Su incansable curiosidad sobre mí, despertaba mis voluntades escondidas de salir con él. Pero sus incurables costumbres de idiocia, atormentaban las decisiones que estaba dispuesta a tomar.

Me confesó todo, sus pensamientos pasados y nuevos, acciones que se arrepentía, maltratos realizados, ideas erróneas, deseos y fantasías que tenía conmigo; y lo peor de todo: sus expectativas. Y como buen sacerdote, curé sus penas y agobios sin ejercer juicio. Error. Con él tuve que juzgar cuando pude.

Lo que deseaba de mí, no era lo que él me ofrecía. Habló en voz baja, suave. Como un cazador que después de asesinar, ora por el alma de su víctima para que esta fluya en paz con el universo. Pero no cedí tan fácil. Eventualmente recurrió a seducirme en ideas artísticas que no pude rechazar.

La noche que sucedió todo, nadie sabía que estaba con él, excepto mi amiga que me condujo a su apartamento. Iba nerviosa y lista para el “homenaje a mi ser” que él me había ofrecido. Acepté bajo mis propias consideraciones. Al estar con él, despaché a mi amiga. Solos, escogí tres palabras. Él lo solicitó así, como inspiración para autenticar su ejercicio. Tras ello, entré a la fase libre de atavíos. La vulnerabilidad calló como meteorito. Quedé lisa e imperfecta, suave y sensible. Sus ojos aviando el ropaje, ignoraron una de las tres palabras. Estaba claro que no giraba alrededor mío su ejercicio, sino de su parafilia, pero no racionalicé en ese momento. Retroceder y salir me parecía imposible por la idea artística de la que me enamoré.
Carnalmente él me idealizaba y tras su nuevo susurro me volví un carnero indefenso. Voluble ante los proyectos de arte, no supe sino hasta tarde que aceptar, dañaría mi autoestima como flor sin espinas.

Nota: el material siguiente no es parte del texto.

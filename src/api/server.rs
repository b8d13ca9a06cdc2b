//! Router assembly and serving

use std::future::Future;
use std::sync::Arc;
use std::time::Instant;

use axum::{
    routing::{get, post},
    Router,
};
use tower_http::cors::{Any, CorsLayer};
use tower_http::trace::TraceLayer;

use super::handlers;
use crate::config::ServerConfig;
use crate::credentials::AccountPool;
use crate::scheduler::WorkerGroup;
use crate::storage::Stores;

// ============================================================================
// App State
// ============================================================================

/// Shared application state
#[derive(Clone)]
pub struct AppState {
    pub group: Arc<WorkerGroup>,
    pub stores: Stores,
    pub pool: AccountPool,
    pub start_time: Instant,
}

impl AppState {
    pub fn new(group: Arc<WorkerGroup>, stores: Stores, pool: AccountPool) -> Self {
        Self {
            group,
            stores,
            pool,
            start_time: Instant::now(),
        }
    }
}

// ============================================================================
// Router
// ============================================================================

pub fn build_router(state: AppState) -> Router {
    Router::new()
        .route("/healthcheck", get(handlers::healthcheck))
        .route("/metrics", get(handlers::metrics))
        // Workers
        .route("/worker/status", get(handlers::worker_status))
        .route("/worker/start", post(handlers::start_workers))
        .route("/worker/stop", post(handlers::stop_workers))
        // Account pool
        .route(
            "/credentials",
            get(handlers::list_credentials).post(handlers::add_credential),
        )
        // Point gains
        .route("/point-gains", get(handlers::list_point_gains))
        .route("/point-gains/sample", get(handlers::point_gain_sample))
        .route("/point-gains/event/{id}", get(handlers::point_gains_for_event))
        .with_state(state)
        .layer(
            CorsLayer::new()
                .allow_origin(Any)
                .allow_methods(Any)
                .allow_headers(Any),
        )
        .layer(TraceLayer::new_for_http())
}

/// Serve until `shutdown` resolves
pub async fn serve(
    config: &ServerConfig,
    state: AppState,
    shutdown: impl Future<Output = ()> + Send + 'static,
) -> Result<(), ServerError> {
    let addr = config.bind_address();
    let listener = tokio::net::TcpListener::bind(&addr)
        .await
        .map_err(|e| ServerError::BindError(format!("{addr}: {e}")))?;

    tracing::info!("Control surface listening on {}", addr);

    axum::serve(listener, build_router(state))
        .with_graceful_shutdown(shutdown)
        .await
        .map_err(|e| ServerError::ServeError(e.to_string()))?;

    tracing::info!("Control surface shut down");
    Ok(())
}

// ============================================================================
// Server Errors
// ============================================================================

#[derive(Debug, Clone)]
pub enum ServerError {
    /// Failed to bind to address
    BindError(String),

    ServeError(String),
}

impl std::fmt::Display for ServerError {
    fn fmt(&self, f: &mut std::fmt::Formatter<'_>) -> std::fmt::Result {
        match self {
            Self::BindError(msg) => write!(f, "Failed to bind: {}", msg),
            Self::ServeError(msg) => write!(f, "Server error: {}", msg),
        }
    }
}

impl std::error::Error for ServerError {}

// ============================================================================
// Tests
// ============================================================================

¿Qué ? Un tauro. Intelectual, analítico, más experimentado, de buena profesión, con ojos de buey, con marcos sólidos que le protegen y mapas que lo definen. Lleno de exhalaciones inconscientes en forma de letras, en las que expiraba aires de los pensamientos que no dijo. Germano con neuronas poderosas, no le he perdonado aún. Porque el engaño que sufrí esa noche, me lo sigo perdonando a mí por haberlo dejado pasar. Dicen que uno no debe asumir culpas tras un abuso, pero tuve demasiadas debilidades que encausaron este final. Aunque no sea en todos los casos, en el mío si lo fue.

Lo veo preguntarme, ¿Seguís gris?
Un lunes y dos meses después, puedo contar lo que pasó y pasé.